Manually excluding from this list all names of persons, locations, and organisations, as well as all dates and times

In [None]:
tokens = pd.read_csv('preprocessed_results/most_frequent_tokens_cleaned.csv', header=None, names=['token', 'frequency'])
tokens['tfidf'] = 0

In [None]:
def dummy_fun(doc):
    return doc

cv = CountVectorizer(analyzer='word',
    tokenizer=dummy_fun,
    preprocessor=dummy_fun,
    token_pattern=None)
data = cv.fit_transform(df['tokens'])

tfidf_transformer = TfidfTransformer()
tfidf_matrix = tfidf_transformer.fit_transform(data)
# create dictionary to find a tfidf word each word
word2tfidf = dict(zip(cv.get_feature_names(), tfidf_transformer.idf_))


In [None]:
for word, score in word2tfidf.items():
    if word in tokens['token'].tolist():
        tokens.loc[tokens['token']==word, 'tfidf'] = score
        
tokens

In [None]:
#keep only the frequent tokens for each document
def filter_tokens(all_tokens):
    return [token for token in all_tokens if token in tokens['token'].tolist()]
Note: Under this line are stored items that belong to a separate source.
//! Dense scalar raster
//!
//! [`ScalarGrid`] is the fundamental data container: a rectangular,
//! row-major `i32` raster with a declared missing-value sentinel.
//! Upstream providers (population readers, brightness-temperature
//! decoders, crop/remap utilities) produce these; the segmentation
//! engines consume them read-only.
//!
//! # Coordinate convention
//!
//! Cells are addressed as `(row, col)` with row 0 at the top. Checked
//! accessors take signed coordinates so neighbor scans can probe
//! off-grid positions without pre-clamping.

use crate::error::{Error, Result};

/// Rectangular dense `i32` raster with a missing-value sentinel.
#[derive(Debug, Clone, PartialEq, Eq)]
pub struct ScalarGrid {
    rows: usize,
    cols: usize,
    missing: i32,
    data: Vec<i32>,
}

impl ScalarGrid {
    /// Create a grid of the given shape with every cell set to `fill`.
    ///
    /// # Errors
    ///
    /// Returns [`Error::InvalidDimension`] if `rows` or `cols` is zero.
    pub fn new(rows: usize, cols: usize, fill: i32, missing: i32) -> Result<Self> {
        if rows == 0 || cols == 0 {
            return Err(Error::InvalidDimension { rows, cols });
        }
        Ok(Self {
            rows,
            cols,
            missing,
            data: vec![fill; rows * cols],
        })
    }

    /// Create a grid from nested row vectors.
    ///
    /// # Errors
    ///
    /// Returns [`Error::InvalidDimension`] for an empty input and
    /// [`Error::RaggedRow`] if any row has a different length than the
    /// first.
    pub fn from_rows(rows: Vec<Vec<i32>>, missing: i32) -> Result<Self> {
        let nrows = rows.len();
        let ncols = rows.first().map(Vec::len).unwrap_or(0);
        if nrows == 0 || ncols == 0 {
            return Err(Error::InvalidDimension {
                rows: nrows,
                cols: ncols,
            });
        }
        let mut data = Vec::with_capacity(nrows * ncols);
        for (i, row) in rows.into_iter().enumerate() {
            if row.len() != ncols {
                return Err(Error::RaggedRow {
                    row: i,
                    expected: ncols,
                    actual: row.len(),
                });
            }
            data.extend_from_slice(&row);
        }
        Ok(Self {
            rows: nrows,
            cols: ncols,
            missing,
            data,
        })
    }

    /// Create a grid with the same shape as `other`, every cell set to
    /// `fill`. Infallible because `other` already satisfies the shape
    /// invariants.
    pub fn like(other: &ScalarGrid, fill: i32, missing: i32) -> Self {
        Self {
            rows: other.rows,
            cols: other.cols,
            missing,
            data: vec![fill; other.rows * other.cols],
        }
    }

    /// Number of rows.
    pub fn rows(&self) -> usize {
        self.rows
    }

    /// Number of columns.
    pub fn cols(&self) -> usize {
        self.cols
    }

    /// The missing-value sentinel.
    pub fn missing(&self) -> i32 {
        self.missing
    }

    /// Whether `val` is the missing sentinel.
    pub fn is_missing(&self, val: i32) -> bool {
        val == self.missing
    }

    /// Whether the signed coordinate lies inside the grid.
    pub fn in_bounds(&self, row: i32, col: i32) -> bool {
        row >= 0 && col >= 0 && (row as usize) < self.rows && (col as usize) < self.cols
    }

    /// Checked read with signed coordinates; `None` when off-grid.
    pub fn get(&self, row: i32, col: i32) -> Option<i32> {
        if self.in_bounds(row, col) {
            Some(self.data[row as usize * self.cols + col as usize])
        } else {
            None
        }
    }

    /// Unchecked read. Callers must guarantee the coordinate is in
    /// bounds; used in hot loops after an explicit bounds test.
    pub fn at(&self, row: usize, col: usize) -> i32 {
        debug_assert!(row < self.rows && col < self.cols);
        self.data[row * self.cols + col]
    }

    /// Checked write.
    ///
    /// # Errors
    ///
    /// Returns [`Error::IndexOutOfBounds`] if the coordinate is
    /// off-grid.
    pub fn set(&mut self, row: usize, col: usize, val: i32) -> Result<()> {
        if row >= self.rows || col >= self.cols {
            return Err(Error::IndexOutOfBounds {
                row,
                col,
                rows: self.rows,
                cols: self.cols,
            });
        }
        self.data[row * self.cols + col] = val;
        Ok(())
    }

    /// Unchecked write; counterpart of [`ScalarGrid::at`].
    pub fn set_unchecked(&mut self, row: usize, col: usize, val: i32) {
        debug_assert!(row < self.rows && col < self.cols);
        self.data[row * self.cols + col] = val;
    }

    /// Set every cell to `val`.
    pub fn fill(&mut self, val: i32) {
        self.data.fill(val);
    }

    /// Whether the two grids have the same shape.
    pub fn same_shape(&self, other: &ScalarGrid) -> bool {
        self.rows == other.rows && self.cols == other.cols
    }

    /// Maximum non-missing value, or `None` if every cell is missing.
    pub fn max_value(&self) -> Option<i32> {
        self.data
            .iter()
            .copied()
            .filter(|&v| v != self.missing)
            .max()
    }

    /// Count of non-missing cells satisfying the predicate.
    pub fn count_valid<F: Fn(i32) -> bool>(&self, pred: F) -> usize {
        self.data
            .iter()
            .copied()
            .filter(|&v| v != self.missing && pred(v))
            .count()
    }

    /// Raw row-major cell data.
    pub fn data(&self) -> &[i32] {
        &self.data
    }
}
df['filtered_tokens'] = df['tokens'].apply(filter_tokens)

In [None]:
tfidf = TfidfVectorizer(  #initiating a tfidf vectorizer from list of tokens
    analyzer='word',
    tokenizer=dummy_fun,
    preprocessor=dummy_fun,
    token_pattern=None) 

tokens_transformed = tfidf.fit_transform(df['filtered_tokens']) #fit and transform to vectors

In [None]:
print(tokens_transformed[0])

In [None]:
kmo_all,kmo_model=calculate_kmo(tokens_transformed.toarray())

In [None]:
kmo_model

In [None]:
features_pca = np.zeros((tokens_transformed.shape[0], len(kmo_all)))
for i in range(len(kmo_all)):
    if kmo_all[i] > 0.5:  #keeping only those that have kmo over 0.5
        features_pca[i] = tokens_transformed[i].toarray()[0]
    
print(len(features_pca), tokens_transformed.shape)

Running PCA on the filtered tokens

In [None]:
scaler = StandardScaler()
features_pca_scaled = scaler.fit_transform(features_pca)
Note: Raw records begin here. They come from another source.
//! Segmenter contract
//!
//! A segmenter partitions a scalar grid into disjoint labeled objects.
//! The strategies form a small closed set (threshold cut, hysteresis
//! growth, enhanced watershed), selected by the caller; they all share
//! this trait.

use gridseg_core::ScalarGrid;

/// Result of segmentation. Each cell of `labels` holds the region id
/// that it belongs to; zero is the background value, and region ids are
/// contiguous `1..=max_label`.
#[derive(Debug, Clone)]
pub struct LabelResult {
    /// Label grid, same shape as the segmented input.
    pub labels: ScalarGrid,
    /// Largest region id (0 when the grid is entirely background).
    pub max_label: usize,
}

impl LabelResult {
    /// Per-region pixel counts, indexed by region id. Index 0 counts
    /// background cells.
    pub fn region_sizes(&self) -> Vec<usize> {
        let mut sizes = vec![0usize; self.max_label + 1];
        for &v in self.labels.data() {
            if v >= 0 && (v as usize) <= self.max_label {
                sizes[v as usize] += 1;
            }
        }
        sizes
    }
}

/// Object identification technique.
///
/// Implementations guarantee: label 0 is reserved for background;
/// labels `1..=max_label` correspond to 8-connected components; the
/// result is deterministic for a fixed input because cells are visited
/// in raster-scan order.
pub trait Segmenter {
    /// Create a labeled grid where background cells are set to 0 and
    /// object labels go 1, 2, 3...
    fn label(&self, data: &ScalarGrid) -> LabelResult;
}

#[cfg(test)]
mod tests {
    use super::*;

    #[test]
    fn test_region_sizes() {
        let labels =
            ScalarGrid::from_rows(vec![vec![0, 1, 1], vec![0, 0, 2], vec![2, 2, 2]], 0).unwrap();
        let result = LabelResult {
            labels,
            max_label: 2,
        };
        assert_eq!(result.region_sizes(), vec![3, 2, 4]);
    }
}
pca_results = {'Num_of_components': [],
                'Explained_variance': [],
               'Terms':[]
                }
for n in range (3, 21):
    pca_model = (CustomPCA(n_components=n)
                    .fit(features_pca_scaled))
    pca_results['Num_of_components'].append(n)
    pca_results['Explained_variance'].append(sum(pca_model.explained_variance_ratio_))
    terms = []
    for i in range(n):
        terms.append(tokens.token[(pca_model.components_[i].round(1)>0.1) | (pca_model.components_[i].round(1)<-0.1)].tolist())
    pca_results['Terms'].append(terms)
    
pca_results_df = pd.DataFrame(pca_results)

In [None]:
pca_results_df.to_csv('results/mediacloud_pca_results.csv')
pca_results_df.plot.line(x='Num_of_components', y='Explained_variance')

In [None]:
pca_results_df['Terms'][17]

In [None]:
cummulative_pca = PCA().fit(features_pca_scaled)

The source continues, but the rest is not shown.